In the proposed method, the task of eliminating a sharp drop in current shortly after the start of electrolysis is solved by carrying out the regeneration process by electrochemical processing of the regenerated solution in the chambers of a two-chamber electrolyzer with a cation-exchange membrane and a three-chamber electrolyzer with a cation-exchange and anion-exchange membranes in the following sequence: first, in the anode chamber of the two-chamber electrolyzer the middle chamber of the three-chamber electrolyzer, then in the cathode chamber of the two-chamber electrolyzer and to in the three chamber chamber electrolyzer.

As a result of regeneration, a solution of sodium hydroxide of the initial composition (100-150 g / l) and a by-product of a solution of chromic acid (25-50 g / l), which can be used to prepare and adjust the chromium electrolyte, passivation solutions, etc. are obtained. An important feature the proposed method is the absence of a sharp drop in current shortly after its inclusion, which allows you to continue the regeneration process in a stable mode until its completion.
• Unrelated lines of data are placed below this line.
//! Configuration file support for rtsyncd
//!
//! Loads and validates rtsyncd configuration from TOML files.
//! Default location: /etc/rtsync/rtsyncd.conf

use crate::error::{Result, RtsyncError};
use serde::{Deserialize, Serialize};
use std::fs;
use std::path::Path;
use std::time::Duration;
use tracing::info;

/// Default configuration file location
pub const DEFAULT_CONFIG_PATH: &str = "/etc/rtsync/rtsyncd.conf";

/// Kernel routing tables used for export and import
#[derive(Debug, Clone, Serialize, Deserialize)]
pub struct TablesConfig {
    /// Table receiving routes that need no source rule
    #[serde(default = "default_export_table")]
    pub export_table: u32,

    /// Tables whose foreign routes are reported by dumps
    #[serde(default = "default_import_tables")]
    pub import_tables: Vec<u32>,
}

/// Source-specific routing
#[derive(Debug, Clone, Serialize, Deserialize)]
pub struct SourceConfig {
    /// Route by source prefix through policy rules
    #[serde(default = "default_true")]
    pub enabled: bool,

    /// Kernel accepts RTA_SRC on IPv6 routes natively
    #[serde(default)]
    pub ipv6_subtrees: bool,

    /// First kernel table number of the pool
    #[serde(default = "default_table_base")]
    pub table_base: u32,

    /// Rule priority of slot 0
    #[serde(default = "default_priority_base")]
    pub priority_base: u32,

    /// Number of source tables
    #[serde(default = "default_capacity")]
    pub capacity: usize,
}

/// Netlink socket behaviour
#[derive(Debug, Clone, Serialize, Deserialize)]
pub struct NetlinkConfig {
    /// Protocol tag stamped on installed routes
    #[serde(default = "default_protocol")]
    pub protocol: u8,

    /// SO_RCVBUF for the listen channel
    #[serde(default = "default_recv_buffer_size")]
    pub recv_buffer_size: usize,

    /// Bounded wait before retrying a would-block read or write
    #[serde(default = "default_wait_timeout")]
    pub wait_timeout_ms: u64,

    /// Upper bound on rule flushes per mismatched priority
    #[serde(default = "default_max_flush_attempts")]
    pub max_flush_attempts: usize,
}

/// Complete rtsyncd configuration
#[derive(Debug, Clone, Default, Serialize, Deserialize)]
pub struct RtsyncConfig {
    #[serde(default)]
    pub tables: TablesConfig,

    #[serde(default)]
    pub source: SourceConfig,

    #[serde(default)]
    pub netlink: NetlinkConfig,
}

// Default functions
fn default_true() -> bool {
    true
}

fn default_export_table() -> u32 {
    254
}

fn default_import_tables() -> Vec<u32> {
    vec![254]
}

fn default_table_base() -> u32 {
    10
}

fn default_priority_base() -> u32 {
    100
}

fn default_capacity() -> usize {
    10
}

fn default_protocol() -> u8 {
    42
}

fn default_recv_buffer_size() -> usize {
    32 * 1024
}

fn default_wait_timeout() -> u64 {
    100
}

fn default_max_flush_attempts() -> usize {
    16
}

impl Default for TablesConfig {
    fn default() -> Self {
        Self {
            export_table: default_export_table(),
            import_tables: default_import_tables(),
        }
    }
}

impl Default for SourceConfig {
    fn default() -> Self {
        Self {
            enabled: default_true(),
            ipv6_subtrees: false,
            table_base: default_table_base(),
            priority_base: default_priority_base(),
            capacity: default_capacity(),
        }
    }
}

impl Default for NetlinkConfig {
    fn default() -> Self {
        Self {
            protocol: default_protocol(),
            recv_buffer_size: default_recv_buffer_size(),
            wait_timeout_ms: default_wait_timeout(),
            max_flush_attempts: default_max_flush_attempts(),
        }
    }
}

impl RtsyncConfig {
    /// Load configuration from file, falling back to defaults if file not found
    pub fn load_or_default(path: impl AsRef<Path>) -> Result<Self> {
        let path = path.as_ref();

        match fs::read_to_string(path) {
            Ok(content) => toml::from_str(&content).map_err(|e| {
                RtsyncError::Config(format!(
                    "Failed to parse config file {}: {}",
                    path.display(),
                    e
                ))
            }),
            Err(e) if e.kind() == std::io::ErrorKind::NotFound => {
                info!(path = %path.display(), "Config file not found, using defaults");
                Ok(Self::default())
            }
            Err(e) => Err(RtsyncError::Io(e)),
        }
    }

    /// Load from default location or defaults
    pub fn load() -> Result<Self> {
        Self::load_or_default(DEFAULT_CONFIG_PATH)
    }

    /// Save configuration to file
    pub fn save(&self, path: impl AsRef<Path>) -> Result<()> {
        let content = toml::to_string_pretty(self)
            .map_err(|e| RtsyncError::Config(format!("Failed to serialize config: {}", e)))?;

        fs::write(path.as_ref(), content)?;

        Ok(())
    }

    /// Get the transport wait timeout as Duration
    pub fn wait_timeout(&self) -> Duration {
        Duration::from_millis(self.netlink.wait_timeout_ms)
    }

    /// Kernel table numbers owned by the source table pool
    pub fn source_table_range(&self) -> std::ops::Range<u64> {
        let base = u64::from(self.source.table_base);
        base..base + self.source.capacity as u64
    }

    /// Validate configuration
    pub fn validate(&self) -> Result<()> {
        if self.tables.import_tables.is_empty() {
            return Err(RtsyncError::Config(
                "import_tables must name at least one table".to_string(),
            ));
        }

        if self.netlink.protocol == 0 {
            return Err(RtsyncError::Config(
                "protocol must not be 0 (unspecified)".to_string(),
            ));
        }

        if self.netlink.wait_timeout_ms == 0 {
            return Err(RtsyncError::Config(
                "wait_timeout_ms must be > 0".to_string(),
            ));
        }

        if self.netlink.recv_buffer_size < 4096 {
            return Err(RtsyncError::Config(
                "recv_buffer_size must be at least 4096".to_string(),
            ));
        }

        if self.netlink.max_flush_attempts == 0 {
            return Err(RtsyncError::Config(
                "max_flush_attempts must be > 0".to_string(),
            ));
        }

        if !(1..=64).contains(&self.source.capacity) {
            return Err(RtsyncError::Config(
                "source capacity must be 1-64".to_string(),
            ));
        }

        let tables = self.source_table_range();
        if tables.end > u64::from(u32::MAX) + 1 {
            return Err(RtsyncError::Config(
                "source table range exceeds the kernel table space".to_string(),
            ));
        }
        let priorities = u64::from(self.source.priority_base) + self.source.capacity as u64;
        if priorities > u64::from(u32::MAX) + 1 {
            return Err(RtsyncError::Config(
                "source rule priorities exceed the kernel priority space".to_string(),
            ));
        }

        let overlaps = std::iter::once(&self.tables.export_table)
            .chain(&self.tables.import_tables)
            .find(|t| tables.contains(&u64::from(**t)));
        if let Some(table) = overlaps {
            return Err(RtsyncError::Config(format!(
                "table {} is both an export/import table and in the source table pool",
                table
            )));
        }

        Ok(())
    }
}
The invention is illustrated by the following examples.

Example 1

The chrome plating remover in the bath (4) contains 100 g / l sodium hydroxide and 10 g / l chromic anhydride. Regeneration was carried out for 15 hours and a stable DC voltage of 18 V. The current strength in the circuit during electrolysis was 15-18 A, gradually increasing from the initial to the final value. At the end of the regeneration process, a removal solution was obtained with a concentration of sodium hydroxide of 140 g / l and a residual concentration of chromic anhydride of 2 g / l, returned to the removal bath (4), and a solution of chromic acid in a container (10) containing 25 g / l of chromic anhydride .

Example 2

The chrome plating remover in the bath (4) contains 120 g / l sodium hydroxide and 20 g / l g / l chromic anhydride. Regeneration was carried out for 25 hours at a stable voltage of 17 V. The current strength in the circuit was 20–25 A, gradually increasing from the initial to the final value. At the end of the regeneration process, a solution was obtained with a concentration of sodium hydroxide of 150 g / l and a residual concentration of chromic anhydride of 3 g / l, returned to the chromium removal bath (4), and a solution of chromic acid with a concentration of chromic anhydride of 40 g / l.

Claims (1)

The method of regenerating a solution for removing chromium coatings containing hydroxide and sodium chromate, including the electrochemical treatment of the solution in the anode chamber of a two-chamber electrolyzer with a cation-exchange membrane and then in the middle chamber of a three-chamber electrolyzer with a cation-exchange and anion-exchange membranes, characterized in that after the said treatment in the middle chamber, the solution treated in the cathode chamber of a two-chamber electrolyzer with a cation exchange membrane and in the cathode chamber of a three-chamber electrolyzer with a cathode ono-exchange and anion-exchange membranes.